My Illness Is Not My Identity
“A label is a mask life wears,” writes Rachel Naomi Remen, M.D., one of the first pioneers in the mind, body, health field. “Labeling sets up an expectation of life that is often so compelling we can no longer see things as they really are. . . . In my experience, a diagnosis is an opinion and not a prediction. What would it be like if more people allowed for the presence of the unknown, and accepted the words of their medical experts in the same way? The diagnosis is cancer. What that will mean remains to be seen.”
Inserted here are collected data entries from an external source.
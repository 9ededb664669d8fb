//! End-to-end tests for the store engine through the provider surface.

use diskstore::{
    Converter, ConverterError, ExecutionContext, JsonConverter, StoreError, StoreProvider,
    ValueUpdate,
};
use serde::{de::DeserializeOwned, Deserialize, Serialize};
use std::path::Path;
use std::sync::atomic::{AtomicBool, AtomicUsize, Ordering};
use std::sync::Arc;
use std::thread;
use tempfile::tempdir;

#[derive(Debug, Clone, PartialEq, Serialize, Deserialize)]
struct Person {
    name: String,
    age: u32,
}

fn person(name: &str, age: u32) -> Person {
    Person {
        name: name.to_string(),
        age,
    }
}

/// JSON converter that counts writes and can be switched to fail them.
#[derive(Clone, Default)]
struct InstrumentedConverter {
    inner: JsonConverter,
    writes: Arc<AtomicUsize>,
    fail_writes: Arc<AtomicBool>,
}

impl Converter for InstrumentedConverter {
    fn write<T: Serialize>(&self, value: Option<&T>, file: &Path) -> Result<(), ConverterError> {
        if self.fail_writes.load(Ordering::SeqCst) {
            return Err(ConverterError::new("simulated encode failure"));
        }
        self.writes.fetch_add(1, Ordering::SeqCst);
        self.inner.write(value, file)
    }

    fn read<T: DeserializeOwned>(&self, file: &Path) -> Result<Option<T>, ConverterError> {
        self.inner.read(file)
    }
}

fn provider(dir: &Path) -> StoreProvider<JsonConverter> {
    StoreProvider::with_context(dir, JsonConverter::new(), ExecutionContext::inline())
}

#[tokio::test]
async fn value_store_lifecycle_scenario() {
    let dir = tempdir().unwrap();
    let provider = provider(dir.path());
    let store = provider.value_store::<Person>("v").unwrap();

    assert_eq!(store.get().await.unwrap(), None);

    let written = store.put(person("A", 1)).await.unwrap();
    assert_eq!(written, person("A", 1));

    store.clear().await.unwrap();
    assert_eq!(store.get().await.unwrap(), None);

    // Still usable after clear.
    store.put(person("B", 2)).await.unwrap();
    assert_eq!(store.get().await.unwrap(), Some(person("B", 2)));
}

#[tokio::test]
async fn list_store_people_scenario() {
    let dir = tempdir().unwrap();
    let provider = provider(dir.path());
    let store = provider.list_store::<Person>("people").unwrap();

    store
        .put(vec![person("A", 1), person("B", 2)])
        .await
        .unwrap();

    let result = store.remove_matching(|p| p.age == 1).await.unwrap();
    assert_eq!(result, vec![person("B", 2)]);
    assert_eq!(store.get().await.unwrap(), vec![person("B", 2)]);
}

#[tokio::test]
async fn empty_and_absent_are_asymmetric_between_store_kinds() {
    let dir = tempdir().unwrap();
    let provider = provider(dir.path());

    let value = provider.value_store::<Person>("fresh-value").unwrap();
    let list = provider.list_store::<Person>("fresh-list").unwrap();

    assert_eq!(value.get().await.unwrap(), None);
    assert_eq!(list.get().await.unwrap(), Vec::<Person>::new());
}

#[test]
fn concurrent_adds_lose_no_updates() {
    let dir = tempdir().unwrap();
    let provider = provider(dir.path());
    let store = provider.list_store::<u32>("counters").unwrap();

    let handles: Vec<_> = (0..16_u32)
        .map(|i| {
            let store = store.clone();
            thread::spawn(move || store.blocking_add(i).unwrap())
        })
        .collect();
    for handle in handles {
        handle.join().unwrap();
    }

    let mut list = store.blocking_get().unwrap();
    list.sort_unstable();
    assert_eq!(list, (0..16).collect::<Vec<u32>>());
}

#[tokio::test]
async fn failed_converter_write_preserves_previous_value() {
    let dir = tempdir().unwrap();
    let converter = InstrumentedConverter::default();
    let fail = converter.fail_writes.clone();
    let provider = StoreProvider::with_context(dir.path(), converter, ExecutionContext::inline());
    let store = provider.value_store::<Person>("v").unwrap();

    store.put(person("durable", 1)).await.unwrap();

    fail.store(true, Ordering::SeqCst);
    let result = store.put(person("lost", 2)).await;
    assert!(matches!(result, Err(StoreError::Converter(_))));

    fail.store(false, Ordering::SeqCst);
    assert_eq!(store.get().await.unwrap(), Some(person("durable", 1)));
}

#[tokio::test]
async fn remove_without_match_skips_the_disk_write() {
    let dir = tempdir().unwrap();
    let converter = InstrumentedConverter::default();
    let writes = converter.writes.clone();
    let provider = StoreProvider::with_context(dir.path(), converter, ExecutionContext::inline());
    let store = provider.list_store::<Person>("people").unwrap();

    store.put(vec![person("A", 1)]).await.unwrap();
    let writes_after_put = writes.load(Ordering::SeqCst);

    let list = store.remove_matching(|p| p.age == 99).await.unwrap();
    assert_eq!(list, vec![person("A", 1)]);
    assert_eq!(writes.load(Ordering::SeqCst), writes_after_put);

    // A matching removal does write.
    store.remove_matching(|p| p.age == 1).await.unwrap();
    assert_eq!(writes.load(Ordering::SeqCst), writes_after_put + 1);
}

#[tokio::test]
async fn replace_without_match_skips_the_disk_write() {
    let dir = tempdir().unwrap();
    let converter = InstrumentedConverter::default();
    let writes = converter.writes.clone();
    let provider = StoreProvider::with_context(dir.path(), converter, ExecutionContext::inline());
    let store = provider.list_store::<Person>("people").unwrap();

    store.put(vec![person("A", 1)]).await.unwrap();
    let writes_after_put = writes.load(Ordering::SeqCst);

    let list = store
        .replace(person("Z", 9), |p| p.name == "missing")
        .await
        .unwrap();
    assert_eq!(list, vec![person("A", 1)]);
    assert_eq!(writes.load(Ordering::SeqCst), writes_after_put);
}

#[tokio::test]
async fn observers_see_replay_then_every_change_in_order() {
    let dir = tempdir().unwrap();
    let provider = StoreProvider::with_context(
        dir.path(),
        JsonConverter::new(),
        ExecutionContext::worker(),
    );
    let store = provider.value_store::<Person>("v").unwrap();

    let mut updates = store.observe().await.unwrap();
    assert_eq!(updates.next().await, Some(ValueUpdate::empty()));

    store.put(person("A", 1)).await.unwrap();
    store.put(person("B", 2)).await.unwrap();
    store.clear().await.unwrap();

    assert_eq!(updates.next().await, Some(ValueUpdate::of(person("A", 1))));
    assert_eq!(updates.next().await, Some(ValueUpdate::of(person("B", 2))));
    assert_eq!(updates.next().await, Some(ValueUpdate::empty()));
}

#[tokio::test]
async fn late_observer_replays_current_state_not_history() {
    let dir = tempdir().unwrap();
    let provider = provider(dir.path());
    let store = provider.list_store::<u32>("numbers").unwrap();

    store.put(vec![1, 2]).await.unwrap();
    store.add(3).await.unwrap();

    let mut updates = store.observe().await.unwrap();
    assert_eq!(updates.next().await, Some(vec![1, 2, 3]));
}

#[tokio::test]
async fn delete_terminates_observers_and_store() {
    let dir = tempdir().unwrap();
    let provider = provider(dir.path());
    let store = provider.list_store::<u32>("numbers").unwrap();
    store.put(vec![1]).await.unwrap();

    let mut updates = store.observe().await.unwrap();
    assert_eq!(updates.next().await, Some(vec![1]));

    store.delete().await.unwrap();
    assert!(!store.path().exists());

    // Terminal empty update, then end of stream, without polling.
    assert_eq!(updates.next().await, Some(Vec::new()));
    assert_eq!(updates.next().await, None);

    assert!(matches!(store.get().await, Err(StoreError::Deleted)));
}

#[tokio::test]
async fn spawned_operations_are_applied_in_order() {
    let dir = tempdir().unwrap();
    let provider = StoreProvider::with_context(
        dir.path(),
        JsonConverter::new(),
        ExecutionContext::worker(),
    );
    let store = provider.list_store::<u32>("numbers").unwrap();

    for i in 0..5 {
        store.spawn_add(i);
    }
    // The worker is serial, so an awaited get observes all prior spawns.
    assert_eq!(store.get().await.unwrap(), vec![0, 1, 2, 3, 4]);
}

#[tokio::test]
async fn per_call_context_rebinding_works() {
    let dir = tempdir().unwrap();
    let provider = StoreProvider::with_context(
        dir.path(),
        JsonConverter::new(),
        ExecutionContext::worker(),
    );
    let store = provider.value_store::<u32>("n").unwrap();

    let inline = store.with_context(ExecutionContext::inline());
    inline.put(7).await.unwrap();

    // Same state, same observers, different dispatch.
    assert_eq!(store.get().await.unwrap(), Some(7));
}

#[tokio::test]
async fn persisted_state_survives_new_store_instances() {
    let dir = tempdir().unwrap();

    {
        let provider = provider(dir.path());
        let store = provider.list_store::<Person>("people").unwrap();
        store.put(vec![person("A", 1)]).await.unwrap();
    }

    let provider = provider(dir.path());
    let store = provider.list_store::<Person>("people").unwrap();
    assert_eq!(store.get().await.unwrap(), vec![person("A", 1)]);
}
I used to think that meant that I shouldn’t call myself bipolar, that I should stay away from hospital psychiatric programs, therapists, and head doctors; that I shouldn’t take antidepressants, mood stabilizers, or any kind of sedative; and that I should rely on nothing but my inner strength to carry me forward through the hard days.
Having tried that, and failed (really, really failed), I have come to a new understanding of that quote. For those of us with chronic illnesses that we can’t imagine away, I believe Dr. Remen simply encourages us to make decisions as individuals, not necessarily as bipolars, or diabetics, or cancer victims. We will always have to be mindful of our diagnoses, of course, in our relationships and work ventures. Because we need to surround ourselves with supportive people who will undergird our recovery, and we must maneuver our careers in ways that will aid our health.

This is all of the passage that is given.